Saved data entries:
--
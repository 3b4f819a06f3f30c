//! Workspace proxy authorization handler

use axum::{extract::State, Json};
use serde::Deserialize;

use crate::service::authorization::AuthorizationResponse;
use crate::{AppState, Result};

/// Authorize request sent by the workspaces proxy
#[derive(Debug, Deserialize)]
pub struct AuthorizeRequest {
    pub workspace_host: String,
    pub user_id: i64,
}

/// Decide whether a user may reach a workspace host
pub async fn authorize(
    State(state): State<AppState>,
    Json(req): Json<AuthorizeRequest>,
) -> Result<Json<AuthorizationResponse>> {
    let response = state
        .authorization_service
        .authorize(&req.workspace_host, req.user_id)
        .await?;

    Ok(Json(response))
}
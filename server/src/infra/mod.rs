//! Infrastructure layer

pub mod agent_config_repository;
pub mod crypto;
pub mod sqlite;
pub mod store;
pub mod variable_repository;
pub mod workspace_repository;
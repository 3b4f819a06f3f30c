//! Workspace repository for database operations

use async_trait::async_trait;
use chrono::{DateTime, Utc};
use sqlx::{FromRow, SqliteConnection, SqlitePool};

use crate::domain::agent_config;
use crate::domain::workspace::{NewWorkspace, Workspace, WorkspaceState};
use crate::error::{Error, Result};
use crate::infra::sqlite::BEGIN_IMMEDIATE;
use crate::infra::store::WorkspaceStore;

const SELECT_WORKSPACE: &str = r#"
    SELECT id, name, user_id, project_id, cluster_agent_id, desired_state, actual_state,
           desired_state_updated_at, responded_to_agent_at, url, devfile, processed_devfile,
           workspaces_agent_config_version, force_include_all_resources, created_at, updated_at
    FROM workspaces
"#;

/// Database row for workspace
#[derive(Debug, FromRow)]
struct WorkspaceRow {
    id: i64,
    name: String,
    user_id: i64,
    project_id: i64,
    cluster_agent_id: i64,
    desired_state: String,
    actual_state: String,
    desired_state_updated_at: String,
    responded_to_agent_at: Option<String>,
    url: String,
    devfile: String,
    processed_devfile: String,
    workspaces_agent_config_version: i64,
    force_include_all_resources: bool,
    created_at: String,
    updated_at: String,
}

fn parse_state(field: &str, value: &str) -> Result<WorkspaceState> {
    WorkspaceState::from_str(value)
        .ok_or_else(|| Error::Internal(format!("Invalid {}: {}", field, value)))
}

fn parse_timestamp(field: &str, value: &str) -> Result<DateTime<Utc>> {
    Ok(DateTime::parse_from_rfc3339(value)
        .map_err(|e| Error::Internal(format!("Failed to parse {}: {}", field, e)))?
        .with_timezone(&Utc))
}

impl TryFrom<WorkspaceRow> for Workspace {
    type Error = Error;

    fn try_from(row: WorkspaceRow) -> Result<Self> {
        let responded_to_agent_at = row
            .responded_to_agent_at
            .as_deref()
            .map(|value| parse_timestamp("responded_to_agent_at", value))
            .transpose()?;

        Ok(Workspace {
            id: row.id,
            name: row.name,
            user_id: row.user_id,
            project_id: row.project_id,
            cluster_agent_id: row.cluster_agent_id,
            desired_state: parse_state("desired_state", &row.desired_state)?,
            actual_state: parse_state("actual_state", &row.actual_state)?,
            desired_state_updated_at: parse_timestamp(
                "desired_state_updated_at",
                &row.desired_state_updated_at,
            )?,
            responded_to_agent_at,
            url: row.url,
            devfile: row.devfile,
            processed_devfile: row.processed_devfile,
            workspaces_agent_config_version: row.workspaces_agent_config_version,
            force_include_all_resources: row.force_include_all_resources,
            created_at: parse_timestamp("created_at", &row.created_at)?,
            updated_at: parse_timestamp("updated_at", &row.updated_at)?,
        })
    }
}

/// Optional filters for listing workspaces
#[derive(Debug, Clone, Default)]
pub struct WorkspaceFilter {
    pub user_id: Option<i64>,
    pub cluster_agent_id: Option<i64>,
}

/// Workspace repository for database operations
pub struct WorkspaceRepository {
    pool: SqlitePool,
}

impl WorkspaceRepository {
    /// Create a new repository with the given pool
    pub fn new(pool: SqlitePool) -> Self {
        Self { pool }
    }

    /// Start a write transaction holding the database write lock
    pub async fn begin(&self) -> Result<sqlx::Transaction<'static, sqlx::Sqlite>> {
        Ok(self.pool.begin_with(BEGIN_IMMEDIATE).await?)
    }

    /// Count workspaces on an agent whose desired state is not `Terminated`,
    /// optionally restricted to one owner
    pub async fn count_non_terminated(
        conn: &mut SqliteConnection,
        cluster_agent_id: i64,
        user_id: Option<i64>,
    ) -> Result<i64> {
        let (count,): (i64,) = sqlx::query_as(
            r#"
            SELECT COUNT(*) FROM workspaces
            WHERE cluster_agent_id = ?
              AND (? IS NULL OR user_id = ?)
              AND desired_state != ?
            "#,
        )
        .bind(cluster_agent_id)
        .bind(user_id)
        .bind(user_id)
        .bind(WorkspaceState::Terminated.as_str())
        .fetch_one(conn)
        .await?;

        Ok(count)
    }

    /// Insert a workspace and return its id
    ///
    /// The stamped agent config version must lie within the history of the
    /// agent's config as stored on `conn`.
    pub async fn insert(conn: &mut SqliteConnection, workspace: &NewWorkspace) -> Result<i64> {
        let (versions_count,): (i64,) = sqlx::query_as(
            r#"
            SELECT COUNT(v.version_index)
            FROM workspaces_agent_configs c
            JOIN workspaces_agent_config_versions v ON v.config_id = c.id
            WHERE c.cluster_agent_id = ?
            "#,
        )
        .bind(workspace.cluster_agent_id)
        .fetch_one(&mut *conn)
        .await?;
        agent_config::validate_version(workspace.workspaces_agent_config_version, versions_count)
            .map_err(Error::InvalidConfigVersion)?;

        let now = Utc::now().to_rfc3339();

        let result = sqlx::query(
            r#"
            INSERT INTO workspaces (
                name, user_id, project_id, cluster_agent_id, desired_state, actual_state,
                desired_state_updated_at, url, devfile, processed_devfile,
                workspaces_agent_config_version, force_include_all_resources, created_at, updated_at
            )
            VALUES (?, ?, ?, ?, ?, ?, ?, ?, ?, ?, ?, 1, ?, ?)
            "#,
        )
        .bind(&workspace.name)
        .bind(workspace.user_id)
        .bind(workspace.project_id)
        .bind(workspace.cluster_agent_id)
        .bind(workspace.desired_state.as_str())
        .bind(workspace.actual_state.as_str())
        .bind(&now)
        .bind(&workspace.url)
        .bind(&workspace.devfile)
        .bind(&workspace.processed_devfile)
        .bind(workspace.workspaces_agent_config_version)
        .bind(&now)
        .bind(&now)
        .execute(conn)
        .await?;

        Ok(result.last_insert_rowid())
    }

    /// Get a workspace by ID
    pub async fn get(&self, id: i64) -> Result<Workspace> {
        let row: WorkspaceRow = sqlx::query_as(&format!("{} WHERE id = ?", SELECT_WORKSPACE))
            .bind(id)
            .fetch_optional(&self.pool)
            .await?
            .ok_or_else(|| Error::WorkspaceNotFound(id.to_string()))?;

        row.try_into()
    }

    /// Get a workspace by its unique name
    pub async fn get_by_name(&self, name: &str) -> Result<Option<Workspace>> {
        let row: Option<WorkspaceRow> =
            sqlx::query_as(&format!("{} WHERE name = ?", SELECT_WORKSPACE))
                .bind(name)
                .fetch_optional(&self.pool)
                .await?;

        row.map(Workspace::try_from).transpose()
    }

    /// List workspaces, newest first
    pub async fn list(&self, filter: &WorkspaceFilter) -> Result<Vec<Workspace>> {
        let rows: Vec<WorkspaceRow> = sqlx::query_as(&format!(
            r#"{}
            WHERE (? IS NULL OR user_id = ?)
              AND (? IS NULL OR cluster_agent_id = ?)
            ORDER BY id DESC
            "#,
            SELECT_WORKSPACE
        ))
        .bind(filter.user_id)
        .bind(filter.user_id)
        .bind(filter.cluster_agent_id)
        .bind(filter.cluster_agent_id)
        .fetch_all(&self.pool)
        .await?;

        rows.into_iter().map(|r| r.try_into()).collect()
    }

    /// Update the desired state, stamping `desired_state_updated_at`
    ///
    /// Rows whose desired state is already `Terminated` are left untouched;
    /// returns whether a row was updated.
    pub async fn update_desired_state(&self, id: i64, state: WorkspaceState) -> Result<bool> {
        let now = Utc::now().to_rfc3339();

        let result = sqlx::query(
            r#"
            UPDATE workspaces
            SET desired_state = ?, desired_state_updated_at = ?, updated_at = ?
            WHERE id = ? AND desired_state != ?
            "#,
        )
        .bind(state.as_str())
        .bind(&now)
        .bind(&now)
        .bind(id)
        .bind(WorkspaceState::Terminated.as_str())
        .execute(&self.pool)
        .await?;

        Ok(result.rows_affected() > 0)
    }

    /// Store the state the agent last observed
    pub async fn update_actual_state(&self, id: i64, state: WorkspaceState) -> Result<()> {
        let now = Utc::now().to_rfc3339();

        let result = sqlx::query(
            r#"
            UPDATE workspaces
            SET actual_state = ?, updated_at = ?
            WHERE id = ?
            "#,
        )
        .bind(state.as_str())
        .bind(&now)
        .bind(id)
        .execute(&self.pool)
        .await?;

        if result.rows_affected() == 0 {
            return Err(Error::WorkspaceNotFound(id.to_string()));
        }

        Ok(())
    }

    /// Record that the agent was sent this workspace
    pub async fn mark_responded(&self, id: i64, responded_at: DateTime<Utc>) -> Result<()> {
        let result = sqlx::query(
            r#"
            UPDATE workspaces
            SET responded_to_agent_at = ?, force_include_all_resources = 0, updated_at = ?
            WHERE id = ?
            "#,
        )
        .bind(responded_at.to_rfc3339())
        .bind(Utc::now().to_rfc3339())
        .bind(id)
        .execute(&self.pool)
        .await?;

        if result.rows_affected() == 0 {
            return Err(Error::WorkspaceNotFound(id.to_string()));
        }

        Ok(())
    }
}

#[async_trait]
impl WorkspaceStore for WorkspaceRepository {
    async fn find_by_name(&self, name: &str) -> Result<Option<Workspace>> {
        self.get_by_name(name).await
    }
}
--
Among the lines of the data, some may contain the string "Debug"; report how many, and nothing more.

◆ **ANSWER SECTION**: 3